** Input records follows **
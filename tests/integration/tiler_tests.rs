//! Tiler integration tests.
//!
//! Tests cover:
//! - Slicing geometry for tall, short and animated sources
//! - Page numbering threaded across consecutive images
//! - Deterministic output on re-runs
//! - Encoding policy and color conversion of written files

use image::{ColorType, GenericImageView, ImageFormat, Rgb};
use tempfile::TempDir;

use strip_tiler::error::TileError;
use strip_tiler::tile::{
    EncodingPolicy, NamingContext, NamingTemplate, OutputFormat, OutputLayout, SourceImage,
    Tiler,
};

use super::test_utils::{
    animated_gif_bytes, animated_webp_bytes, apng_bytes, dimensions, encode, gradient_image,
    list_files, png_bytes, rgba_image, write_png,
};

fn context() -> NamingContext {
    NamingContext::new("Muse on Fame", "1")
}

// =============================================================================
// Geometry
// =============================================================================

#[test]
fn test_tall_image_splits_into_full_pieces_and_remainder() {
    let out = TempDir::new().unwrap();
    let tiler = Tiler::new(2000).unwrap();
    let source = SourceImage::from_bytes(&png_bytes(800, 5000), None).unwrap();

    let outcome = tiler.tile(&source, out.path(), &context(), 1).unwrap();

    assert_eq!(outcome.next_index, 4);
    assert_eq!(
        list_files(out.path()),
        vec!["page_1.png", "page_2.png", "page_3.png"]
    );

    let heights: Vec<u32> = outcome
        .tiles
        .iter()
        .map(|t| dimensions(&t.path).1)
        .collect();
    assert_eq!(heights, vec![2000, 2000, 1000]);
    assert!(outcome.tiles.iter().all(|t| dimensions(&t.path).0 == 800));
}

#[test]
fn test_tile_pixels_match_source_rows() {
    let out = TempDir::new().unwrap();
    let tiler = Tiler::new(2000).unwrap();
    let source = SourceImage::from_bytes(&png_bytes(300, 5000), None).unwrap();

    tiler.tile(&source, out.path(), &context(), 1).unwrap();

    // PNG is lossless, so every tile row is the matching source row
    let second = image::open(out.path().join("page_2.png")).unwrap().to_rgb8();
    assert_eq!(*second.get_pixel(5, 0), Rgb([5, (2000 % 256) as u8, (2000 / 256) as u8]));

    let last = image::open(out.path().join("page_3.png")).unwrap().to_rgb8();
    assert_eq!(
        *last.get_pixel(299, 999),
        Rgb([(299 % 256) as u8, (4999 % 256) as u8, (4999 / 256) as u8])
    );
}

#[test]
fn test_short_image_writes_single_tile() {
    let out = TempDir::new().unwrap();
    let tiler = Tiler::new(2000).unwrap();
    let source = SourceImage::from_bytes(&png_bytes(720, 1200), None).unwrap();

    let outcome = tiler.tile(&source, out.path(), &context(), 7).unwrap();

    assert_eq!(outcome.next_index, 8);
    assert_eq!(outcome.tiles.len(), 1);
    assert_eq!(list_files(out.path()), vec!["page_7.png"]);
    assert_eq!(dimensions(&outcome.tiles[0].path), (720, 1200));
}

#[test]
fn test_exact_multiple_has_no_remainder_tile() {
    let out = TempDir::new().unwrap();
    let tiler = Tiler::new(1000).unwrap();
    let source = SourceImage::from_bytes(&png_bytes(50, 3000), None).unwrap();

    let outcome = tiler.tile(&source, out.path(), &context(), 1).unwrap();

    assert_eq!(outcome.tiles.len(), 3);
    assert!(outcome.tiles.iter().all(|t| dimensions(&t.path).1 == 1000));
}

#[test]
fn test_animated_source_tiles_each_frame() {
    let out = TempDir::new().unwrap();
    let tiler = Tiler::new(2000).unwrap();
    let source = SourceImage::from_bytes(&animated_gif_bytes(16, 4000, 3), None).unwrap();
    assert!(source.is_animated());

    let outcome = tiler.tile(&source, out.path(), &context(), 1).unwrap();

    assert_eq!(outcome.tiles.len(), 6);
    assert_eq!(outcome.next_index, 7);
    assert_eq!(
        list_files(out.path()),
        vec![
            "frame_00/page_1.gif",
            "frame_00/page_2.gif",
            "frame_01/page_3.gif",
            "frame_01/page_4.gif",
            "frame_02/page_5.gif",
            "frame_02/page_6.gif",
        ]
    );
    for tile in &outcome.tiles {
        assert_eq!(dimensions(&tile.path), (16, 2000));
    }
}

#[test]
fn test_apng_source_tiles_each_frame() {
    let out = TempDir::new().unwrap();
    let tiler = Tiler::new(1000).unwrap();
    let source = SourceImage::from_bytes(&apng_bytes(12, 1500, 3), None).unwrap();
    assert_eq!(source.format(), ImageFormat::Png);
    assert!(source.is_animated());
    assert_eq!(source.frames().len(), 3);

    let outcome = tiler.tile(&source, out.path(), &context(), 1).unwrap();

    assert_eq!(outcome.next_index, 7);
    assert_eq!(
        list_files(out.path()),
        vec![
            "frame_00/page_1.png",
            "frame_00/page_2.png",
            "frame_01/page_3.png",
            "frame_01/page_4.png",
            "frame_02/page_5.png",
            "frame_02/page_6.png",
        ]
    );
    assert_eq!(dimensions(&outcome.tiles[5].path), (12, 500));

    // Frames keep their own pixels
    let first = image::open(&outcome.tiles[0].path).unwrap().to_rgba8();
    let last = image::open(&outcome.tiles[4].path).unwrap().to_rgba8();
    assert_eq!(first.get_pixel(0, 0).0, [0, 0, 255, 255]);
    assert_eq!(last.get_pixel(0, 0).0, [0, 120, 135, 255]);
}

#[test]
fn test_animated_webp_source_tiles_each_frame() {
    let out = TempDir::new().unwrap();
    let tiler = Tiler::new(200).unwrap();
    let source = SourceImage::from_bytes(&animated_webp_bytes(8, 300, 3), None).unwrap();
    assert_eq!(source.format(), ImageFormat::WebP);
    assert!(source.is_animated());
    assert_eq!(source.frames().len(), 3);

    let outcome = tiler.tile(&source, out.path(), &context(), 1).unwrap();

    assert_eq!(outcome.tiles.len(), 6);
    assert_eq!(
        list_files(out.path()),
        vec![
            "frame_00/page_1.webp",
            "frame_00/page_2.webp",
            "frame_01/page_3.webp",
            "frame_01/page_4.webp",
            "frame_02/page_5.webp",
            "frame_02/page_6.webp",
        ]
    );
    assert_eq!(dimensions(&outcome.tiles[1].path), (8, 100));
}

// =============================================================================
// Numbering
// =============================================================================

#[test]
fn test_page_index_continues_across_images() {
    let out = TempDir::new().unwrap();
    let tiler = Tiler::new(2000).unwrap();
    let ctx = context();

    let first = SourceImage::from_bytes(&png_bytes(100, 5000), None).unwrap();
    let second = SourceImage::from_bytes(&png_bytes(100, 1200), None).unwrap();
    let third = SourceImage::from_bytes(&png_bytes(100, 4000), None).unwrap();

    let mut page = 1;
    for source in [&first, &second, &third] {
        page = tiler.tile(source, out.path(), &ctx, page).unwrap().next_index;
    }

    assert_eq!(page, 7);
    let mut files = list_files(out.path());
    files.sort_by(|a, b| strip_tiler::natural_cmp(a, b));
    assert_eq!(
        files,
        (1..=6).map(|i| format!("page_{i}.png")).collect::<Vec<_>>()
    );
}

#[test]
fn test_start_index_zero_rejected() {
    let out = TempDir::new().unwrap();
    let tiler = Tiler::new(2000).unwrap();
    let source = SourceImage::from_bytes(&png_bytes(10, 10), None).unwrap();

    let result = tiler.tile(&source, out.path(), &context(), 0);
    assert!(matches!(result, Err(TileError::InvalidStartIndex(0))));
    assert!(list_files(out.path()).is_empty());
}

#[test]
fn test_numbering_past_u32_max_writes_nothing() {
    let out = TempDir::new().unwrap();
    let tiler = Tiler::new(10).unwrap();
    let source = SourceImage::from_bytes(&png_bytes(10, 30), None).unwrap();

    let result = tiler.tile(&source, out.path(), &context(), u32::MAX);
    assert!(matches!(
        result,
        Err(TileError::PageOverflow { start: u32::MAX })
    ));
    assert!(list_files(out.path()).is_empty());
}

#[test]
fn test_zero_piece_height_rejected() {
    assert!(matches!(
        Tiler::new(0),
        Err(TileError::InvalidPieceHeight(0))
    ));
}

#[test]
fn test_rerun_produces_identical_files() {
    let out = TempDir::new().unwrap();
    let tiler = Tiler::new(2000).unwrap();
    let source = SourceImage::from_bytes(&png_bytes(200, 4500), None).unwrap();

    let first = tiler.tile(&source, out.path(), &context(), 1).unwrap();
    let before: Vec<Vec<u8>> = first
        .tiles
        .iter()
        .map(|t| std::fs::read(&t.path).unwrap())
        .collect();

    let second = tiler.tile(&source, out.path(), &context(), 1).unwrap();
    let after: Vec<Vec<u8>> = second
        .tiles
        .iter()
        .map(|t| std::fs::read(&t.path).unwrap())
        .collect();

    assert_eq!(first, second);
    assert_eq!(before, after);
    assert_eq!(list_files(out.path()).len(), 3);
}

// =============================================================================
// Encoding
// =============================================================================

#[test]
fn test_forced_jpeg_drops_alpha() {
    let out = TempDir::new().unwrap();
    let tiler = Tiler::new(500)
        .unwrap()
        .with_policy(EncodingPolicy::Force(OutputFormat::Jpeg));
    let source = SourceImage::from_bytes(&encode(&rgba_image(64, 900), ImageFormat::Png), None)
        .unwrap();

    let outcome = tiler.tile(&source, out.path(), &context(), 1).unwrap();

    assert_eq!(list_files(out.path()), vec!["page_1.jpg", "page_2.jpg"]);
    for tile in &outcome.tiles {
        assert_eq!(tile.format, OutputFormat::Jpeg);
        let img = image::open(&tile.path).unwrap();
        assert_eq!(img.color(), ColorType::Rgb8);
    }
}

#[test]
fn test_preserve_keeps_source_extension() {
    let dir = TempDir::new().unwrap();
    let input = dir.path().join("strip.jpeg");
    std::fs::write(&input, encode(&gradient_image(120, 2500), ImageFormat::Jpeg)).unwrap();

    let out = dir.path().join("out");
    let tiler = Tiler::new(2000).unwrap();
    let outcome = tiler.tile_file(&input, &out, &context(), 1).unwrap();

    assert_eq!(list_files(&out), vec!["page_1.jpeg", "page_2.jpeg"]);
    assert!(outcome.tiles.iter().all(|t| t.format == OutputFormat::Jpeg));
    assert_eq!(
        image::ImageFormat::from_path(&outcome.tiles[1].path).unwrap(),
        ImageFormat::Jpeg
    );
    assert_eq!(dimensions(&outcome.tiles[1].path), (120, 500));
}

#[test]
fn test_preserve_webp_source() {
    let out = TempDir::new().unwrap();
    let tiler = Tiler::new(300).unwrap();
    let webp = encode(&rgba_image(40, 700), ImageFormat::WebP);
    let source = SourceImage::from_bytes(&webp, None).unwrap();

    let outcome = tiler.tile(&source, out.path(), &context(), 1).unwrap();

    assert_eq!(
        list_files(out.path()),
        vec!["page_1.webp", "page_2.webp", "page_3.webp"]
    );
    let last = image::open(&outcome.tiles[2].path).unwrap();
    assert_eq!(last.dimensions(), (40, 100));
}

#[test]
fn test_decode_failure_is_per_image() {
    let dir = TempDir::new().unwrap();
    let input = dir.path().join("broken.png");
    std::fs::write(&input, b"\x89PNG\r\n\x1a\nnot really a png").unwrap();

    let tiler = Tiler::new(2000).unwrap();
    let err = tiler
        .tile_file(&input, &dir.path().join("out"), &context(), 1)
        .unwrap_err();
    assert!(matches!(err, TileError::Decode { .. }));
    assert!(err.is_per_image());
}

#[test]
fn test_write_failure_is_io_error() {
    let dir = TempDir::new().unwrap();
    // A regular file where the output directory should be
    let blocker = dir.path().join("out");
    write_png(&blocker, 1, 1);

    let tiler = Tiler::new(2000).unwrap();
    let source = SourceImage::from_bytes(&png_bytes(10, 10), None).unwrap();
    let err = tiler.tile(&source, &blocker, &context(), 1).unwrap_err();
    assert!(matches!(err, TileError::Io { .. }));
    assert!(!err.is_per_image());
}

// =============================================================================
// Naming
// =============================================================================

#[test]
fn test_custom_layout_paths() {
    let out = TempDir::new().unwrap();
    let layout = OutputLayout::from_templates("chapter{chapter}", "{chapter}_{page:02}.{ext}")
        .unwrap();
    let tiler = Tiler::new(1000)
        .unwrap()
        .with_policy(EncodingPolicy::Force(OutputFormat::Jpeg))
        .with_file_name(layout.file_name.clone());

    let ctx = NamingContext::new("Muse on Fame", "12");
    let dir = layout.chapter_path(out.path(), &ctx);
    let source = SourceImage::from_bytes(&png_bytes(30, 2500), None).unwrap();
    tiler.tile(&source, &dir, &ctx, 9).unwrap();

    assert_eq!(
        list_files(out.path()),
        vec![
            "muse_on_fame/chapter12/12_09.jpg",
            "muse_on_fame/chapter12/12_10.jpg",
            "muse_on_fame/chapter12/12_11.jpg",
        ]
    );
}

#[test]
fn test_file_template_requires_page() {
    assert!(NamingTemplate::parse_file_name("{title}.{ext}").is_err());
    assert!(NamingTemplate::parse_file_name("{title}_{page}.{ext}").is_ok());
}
** End of Input records **
** Input records follows **
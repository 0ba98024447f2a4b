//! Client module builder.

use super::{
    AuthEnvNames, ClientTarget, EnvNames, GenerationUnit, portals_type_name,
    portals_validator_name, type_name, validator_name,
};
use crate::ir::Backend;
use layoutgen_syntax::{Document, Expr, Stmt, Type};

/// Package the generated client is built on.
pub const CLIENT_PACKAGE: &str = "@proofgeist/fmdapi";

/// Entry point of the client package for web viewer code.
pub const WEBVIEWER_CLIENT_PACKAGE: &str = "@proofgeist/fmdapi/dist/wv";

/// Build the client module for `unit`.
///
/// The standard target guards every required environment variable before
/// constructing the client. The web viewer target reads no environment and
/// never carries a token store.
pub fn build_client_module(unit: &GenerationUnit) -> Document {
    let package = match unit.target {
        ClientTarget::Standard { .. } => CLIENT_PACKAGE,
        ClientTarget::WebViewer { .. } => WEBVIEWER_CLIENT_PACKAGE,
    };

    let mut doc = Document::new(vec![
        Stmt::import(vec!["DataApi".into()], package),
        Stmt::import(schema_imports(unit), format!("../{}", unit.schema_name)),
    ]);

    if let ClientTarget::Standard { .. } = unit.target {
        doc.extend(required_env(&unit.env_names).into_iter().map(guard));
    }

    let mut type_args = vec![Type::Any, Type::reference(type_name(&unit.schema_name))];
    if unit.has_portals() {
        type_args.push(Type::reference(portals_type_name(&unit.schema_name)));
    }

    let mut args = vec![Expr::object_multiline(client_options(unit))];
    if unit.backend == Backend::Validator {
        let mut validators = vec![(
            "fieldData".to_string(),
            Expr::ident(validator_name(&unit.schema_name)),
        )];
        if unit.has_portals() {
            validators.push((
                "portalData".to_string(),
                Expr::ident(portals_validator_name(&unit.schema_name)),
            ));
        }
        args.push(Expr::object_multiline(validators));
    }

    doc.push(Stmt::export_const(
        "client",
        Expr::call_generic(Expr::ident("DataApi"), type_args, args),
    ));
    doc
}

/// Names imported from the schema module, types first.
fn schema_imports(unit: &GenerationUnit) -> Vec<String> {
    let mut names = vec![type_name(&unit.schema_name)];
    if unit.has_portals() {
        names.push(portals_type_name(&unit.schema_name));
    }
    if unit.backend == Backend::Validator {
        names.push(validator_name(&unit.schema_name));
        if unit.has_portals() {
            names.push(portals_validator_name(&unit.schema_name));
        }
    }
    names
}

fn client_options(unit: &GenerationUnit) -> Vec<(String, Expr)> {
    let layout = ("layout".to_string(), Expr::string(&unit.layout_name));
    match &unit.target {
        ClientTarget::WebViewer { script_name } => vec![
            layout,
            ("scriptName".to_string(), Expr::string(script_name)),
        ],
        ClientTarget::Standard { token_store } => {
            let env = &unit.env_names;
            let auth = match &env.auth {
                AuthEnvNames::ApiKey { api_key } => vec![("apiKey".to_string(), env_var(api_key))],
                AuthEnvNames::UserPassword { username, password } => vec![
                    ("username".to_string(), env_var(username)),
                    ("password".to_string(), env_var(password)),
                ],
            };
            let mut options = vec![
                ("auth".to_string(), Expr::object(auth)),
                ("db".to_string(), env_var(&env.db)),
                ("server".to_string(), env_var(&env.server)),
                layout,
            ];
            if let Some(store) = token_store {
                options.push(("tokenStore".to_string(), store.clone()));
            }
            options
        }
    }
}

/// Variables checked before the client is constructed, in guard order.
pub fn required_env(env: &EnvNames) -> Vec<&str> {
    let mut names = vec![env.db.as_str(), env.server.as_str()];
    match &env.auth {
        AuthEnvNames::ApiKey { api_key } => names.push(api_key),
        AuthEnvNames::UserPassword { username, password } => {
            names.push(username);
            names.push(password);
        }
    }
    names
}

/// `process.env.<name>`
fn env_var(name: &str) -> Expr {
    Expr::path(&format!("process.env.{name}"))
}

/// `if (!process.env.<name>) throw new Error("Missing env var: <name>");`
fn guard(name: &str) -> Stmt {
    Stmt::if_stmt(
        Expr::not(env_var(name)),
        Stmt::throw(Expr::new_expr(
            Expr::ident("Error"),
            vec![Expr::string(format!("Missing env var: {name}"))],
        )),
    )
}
** End of Input records **
▸ What the task requires:
Please transcribe exactly the lines above from the line that has "filename tests/integration/tiler_tests.rs" up to and including the line that has "of written files"; no other line belongs in the answer.

▸ Final answer:
filename tests/integration/tiler_tests.rs
//! Tiler integration tests.
//!
//! Tests cover:
//! - Slicing geometry for tall, short and animated sources
//! - Page numbering threaded across consecutive images
//! - Deterministic output on re-runs
//! - Encoding policy and color conversion of written files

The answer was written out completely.